Hot Rod Forum : Hotrodders Bulletin Board - View Single Post - Crank Timing Gear - Anti-sieze??
View Single Post
  #9 (permalink)  
Old 05-24-2008, 03:31 PM
BogiesAnnex1 BogiesAnnex1 is offline
Registered User
Join Date: Apr 2007
Posts: 9,535
Wiki Edits: 0

Thanks: 14
Thanked 201 Times in 159 Posts
Originally Posted by dhunt00c
I've heard you're supposed to use a little anti-seize lube when installing the balancer on the crank, but does the same apply when pressing on the timing gear onto the crank?

Also, whats the recommendation out there? Heat it up super hot or use a tool to press it on?

Many thanks!
The way I set these up, is timing gear should lightly press on, it may take a driver made from a length of pipe which can then be lightly tapped upon with a hammer or screwed down with the damper retaining bolt. I put some engine oil on the inside of the gear and on the crank snout to ease assembly. If it goes much harder than hand pressure, disassemble and look for burrs or out of round places and dress these just enough to eliminate any physical interference.

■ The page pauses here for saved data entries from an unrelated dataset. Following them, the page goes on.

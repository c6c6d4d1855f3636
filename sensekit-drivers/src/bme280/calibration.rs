//! Factory trimming parameters and fixed-point compensation
//!
//! The formulas are the integer reference implementations from the Bosch
//! datasheet. Parameters are decoded one field at a time from their
//! register offsets; all of them are little-endian.

/// Size of the temperature/pressure block at 0x88
pub const TP_BLOCK_LEN: usize = 24;
/// Size of the humidity block at 0xE1
pub const H_BLOCK_LEN: usize = 7;

#[derive(Debug, Clone, Copy, PartialEq, Eq, Default)]
#[cfg_attr(feature = "defmt", derive(defmt::Format))]
pub struct Calibration {
    t1: u16,
    t2: i16,
    t3: i16,
    p1: u16,
    p2: i16,
    p3: i16,
    p4: i16,
    p5: i16,
    p6: i16,
    p7: i16,
    p8: i16,
    p9: i16,
    h1: u8,
    h2: i16,
    h3: u8,
    h4: i16,
    h5: i16,
    h6: i8,
}

fn le_u16(bytes: &[u8], at: usize) -> u16 {
    u16::from_le_bytes([bytes[at], bytes[at + 1]])
}

fn le_i16(bytes: &[u8], at: usize) -> i16 {
    i16::from_le_bytes([bytes[at], bytes[at + 1]])
}

impl Calibration {
    /// Decode the temperature and pressure parameters (0x88..0x9F)
    pub fn from_tp_block(block: &[u8; TP_BLOCK_LEN]) -> Self {
        Self {
            t1: le_u16(block, 0),
            t2: le_i16(block, 2),
            t3: le_i16(block, 4),
            p1: le_u16(block, 6),
            p2: le_i16(block, 8),
            p3: le_i16(block, 10),
            p4: le_i16(block, 12),
            p5: le_i16(block, 14),
            p6: le_i16(block, 16),
            p7: le_i16(block, 18),
            p8: le_i16(block, 20),
            p9: le_i16(block, 22),
            ..Self::default()
        }
    }

    /// Add the humidity parameters: H1 from 0xA1, the rest from 0xE1..0xE7
    ///
    /// H4 and H5 are 12-bit signed values sharing the nibbles of 0xE5.
    pub fn with_humidity(self, h1: u8, block: &[u8; H_BLOCK_LEN]) -> Self {
        Self {
            h1,
            h2: le_i16(block, 0),
            h3: block[2],
            h4: ((block[3] as i8 as i16) << 4) | (block[4] & 0x0F) as i16,
            h5: ((block[5] as i8 as i16) << 4) | (block[4] >> 4) as i16,
            h6: block[6] as i8,
            ..self
        }
    }

    /// Fine temperature, the shared input of every other compensation
    ///
    /// Evaluated in `i64` and saturated, so any raw value and any trimming
    /// block give a result.
    pub fn fine_temperature(&self, adc_t: i32) -> i32 {
        let adc_t = adc_t as i64;
        let t1 = self.t1 as i64;
        let var1 = (((adc_t >> 3) - (t1 << 1)) * self.t2 as i64) >> 11;
        let d = (adc_t >> 4) - t1;
        let var2 = (((d * d) >> 12) * self.t3 as i64) >> 14;
        (var1 + var2).clamp(i32::MIN as i64, i32::MAX as i64) as i32
    }

    /// Temperature in 0.01 °C
    pub fn temperature(t_fine: i32) -> i32 {
        // |t_fine * 5 / 256| < 2^31 for every i32
        ((t_fine as i64 * 5 + 128) >> 8) as i32
    }

    /// Pressure in Pa as Q24.8
    ///
    /// 0 when the trimming parameters give no usable result (division by
    /// zero or overflow).
    pub fn pressure(&self, adc_p: i32, t_fine: i32) -> u32 {
        self.pressure_i64(adc_p as i64, t_fine as i64)
            .map_or(0, |p| p.clamp(0, u32::MAX as i64) as u32)
    }

    fn pressure_i64(&self, adc_p: i64, t_fine: i64) -> Option<i64> {
        let var1 = t_fine - 128_000;
        let square = var1.checked_mul(var1)?;
        let var2 = square
            .checked_mul(self.p6 as i64)?
            .checked_add(var1.checked_mul(self.p5 as i64)?.checked_mul(1 << 17)?)?
            .checked_add((self.p4 as i64) << 35)?;
        let var1 = (square.checked_mul(self.p3 as i64)? >> 8)
            .checked_add(var1.checked_mul(self.p2 as i64)?.checked_mul(1 << 12)?)?;
        let var1 = (1i64 << 47).checked_add(var1)?.checked_mul(self.p1 as i64)? >> 33;
        if var1 == 0 {
            return None;
        }

        let p = (1_048_576 - adc_p)
            .checked_mul(1 << 31)?
            .checked_sub(var2)?
            .checked_mul(3125)?
            .checked_div(var1)?;
        let var1 = (self.p9 as i64).checked_mul(p >> 13)?.checked_mul(p >> 13)? >> 25;
        let var2 = (self.p8 as i64).checked_mul(p)? >> 19;
        Some((p.checked_add(var1)?.checked_add(var2)? >> 8) + ((self.p7 as i64) << 4))
    }

    /// Relative humidity in % as Q22.10
    ///
    /// 0 when the trimming parameters overflow the computation.
    pub fn humidity(&self, adc_h: i32, t_fine: i32) -> u32 {
        self.humidity_i64(adc_h as i64, t_fine as i64)
            .map_or(0, |h| (h.clamp(0, 419_430_400) >> 12) as u32)
    }

    fn humidity_i64(&self, adc_h: i64, t_fine: i64) -> Option<i64> {
        let v = t_fine - 76_800;
        let offset =
            ((adc_h << 14) - ((self.h4 as i64) << 20) - self.h5 as i64 * v + 16_384) >> 15;
        let scale = ((((v * self.h6 as i64) >> 10) * (((v * self.h3 as i64) >> 11) + 32_768))
            >> 10)
            + 2_097_152;
        let scale = scale.checked_mul(self.h2 as i64)?.checked_add(8_192)? >> 14;
        let v = offset.checked_mul(scale)?;
        let square = (v >> 15).checked_mul(v >> 15)?;
        v.checked_sub((square >> 7).checked_mul(self.h1 as i64)? >> 4)
    }
}

#[cfg(test)]
mod tests {
    use super::*;

    const TP_BLOCK: [u8; TP_BLOCK_LEN] = [
        0x70, 0x6B, 0x43, 0x67, 0x18, 0xFC, 0x7D, 0x8E, 0x43, 0xD6, 0xD0, 0x0B, 0x27, 0x0B, 0x8C,
        0x00, 0xF9, 0xFF, 0x8C, 0x3C, 0xF8, 0xC6, 0x70, 0x17,
    ];
    const H_BLOCK: [u8; H_BLOCK_LEN] = [0x6A, 0x01, 0x00, 0x13, 0x29, 0x03, 30];

    fn calibration() -> Calibration {
        Calibration::from_tp_block(&TP_BLOCK).with_humidity(75, &H_BLOCK)
    }

    #[test]
    fn test_decode_fields() {
        let cal = calibration();
        assert_eq!(cal.t1, 27504);
        assert_eq!(cal.t2, 26435);
        assert_eq!(cal.t3, -1000);
        assert_eq!(cal.p1, 36477);
        assert_eq!(cal.p2, -10685);
        assert_eq!(cal.p6, -7);
        assert_eq!(cal.p8, -14600);
        assert_eq!(cal.p9, 6000);
        assert_eq!(cal.h1, 75);
        assert_eq!(cal.h2, 362);
        assert_eq!(cal.h3, 0);
        assert_eq!(cal.h4, 313);
        assert_eq!(cal.h5, 50);
        assert_eq!(cal.h6, 30);
    }

    #[test]
    fn test_humidity_nibbles_sign_extend() {
        // H4 = 0xF8 << 4 | 0x1 -> -127, H5 = 0x80 << 4 | 0xF -> -2033
        let cal = Calibration::default().with_humidity(0, &[0, 0, 0, 0xF8, 0xF1, 0x80, 0xFF]);
        assert_eq!(cal.h4, -127);
        assert_eq!(cal.h5, -2033);
        assert_eq!(cal.h6, -1);
    }

    #[test]
    fn test_temperature() {
        let cal = calibration();
        let t_fine = cal.fine_temperature(519_888);
        assert_eq!(t_fine, 128_422);
        assert_eq!(Calibration::temperature(t_fine), 2508);
    }

    #[test]
    fn test_pressure() {
        let cal = calibration();
        assert_eq!(cal.pressure(415_148, 128_422), 25_767_233);
    }

    #[test]
    fn test_pressure_zero_p1() {
        let cal = Calibration::default();
        assert_eq!(cal.pressure(415_148, 128_422), 0);
    }

    #[test]
    fn test_humidity() {
        let cal = calibration();
        assert_eq!(cal.humidity(30_000, 128_422), 56_317);
    }

    #[test]
    fn test_humidity_clamps_low() {
        let cal = calibration();
        assert_eq!(cal.humidity(0, 128_422), 0);
    }

    #[test]
    fn test_degenerate_trimming_does_not_overflow() {
        let blank = Calibration::from_tp_block(&[0x00; TP_BLOCK_LEN])
            .with_humidity(0x00, &[0x00; H_BLOCK_LEN]);
        let erased = Calibration::from_tp_block(&[0xFF; TP_BLOCK_LEN])
            .with_humidity(0xFF, &[0xFF; H_BLOCK_LEN]);

        for cal in [blank, erased, calibration()] {
            for adc in [0, 0xF_FFFF, i32::MIN, i32::MAX] {
                let t_fine = cal.fine_temperature(adc);
                let _ = Calibration::temperature(t_fine);
                let _ = cal.pressure(adc, t_fine);
                let _ = cal.humidity(adc & 0xFFFF, t_fine);
                assert!(cal.humidity(adc, t_fine) <= 100 * 1024);
            }
        }
    }

    #[test]
    fn test_blank_trimming_values() {
        let blank = Calibration::from_tp_block(&[0x00; TP_BLOCK_LEN]);
        assert_eq!(blank.fine_temperature(0xF_FFFF), 0);
        // P1 = 0 would divide by zero
        assert_eq!(blank.pressure(0xF_FFFF, 0), 0);
    }

    #[test]
    fn test_extreme_fine_temperature() {
        let cal = calibration();
        assert_eq!(Calibration::temperature(i32::MAX), 41_943_040);
        assert_eq!(Calibration::temperature(i32::MIN), -41_943_040);
        let _ = cal.pressure(0, i32::MAX);
        let _ = cal.pressure(0xF_FFFF, i32::MIN);
        let _ = cal.humidity(0xFFFF, i32::MAX);
        let _ = cal.humidity(0, i32::MIN);
    }
}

For the damper, I assemble the timing cover loose so it can be adjusted by the crank seal centering on the damper hub, this usually means pulling the locating pins. The damper should fit snugly on the shaft. At the same time it should not have any burred surfaces that interfere with the crank, dress these as necessary. I like to use anti-seize on this assembly because the nature of the fit causes what's called fretting of the adjacent surfaces from the constant vibrations through this joint. Also, this joint is exposed to the weather, so water will penetrate and cause corrosion unless the surfaces are protected. don't worry about anti-seize getting into the engine, it's just aluminum powder dispersed in oil. The oil eventually works out leaving a mico layer of powdered aluminum in the jointed area. The damper is pulled on using the retention bolt or an installation tool. See at:

It is not a good idea to heat either the crank gear or the damper. The gear is heat treated for a hard wearing surface, raising it's temperature can remove the metal's hardening treatment.

The damper is usually a 2 piece affair with an outer ring rubber bonded to an inner hub. It doesn't take much heating to destroy the rubber bond rendering the damper useless even if it doesn't fly apart. One piece competition rated dampers either have a viscus oil or a mechanism inside them, they are ruined by heating.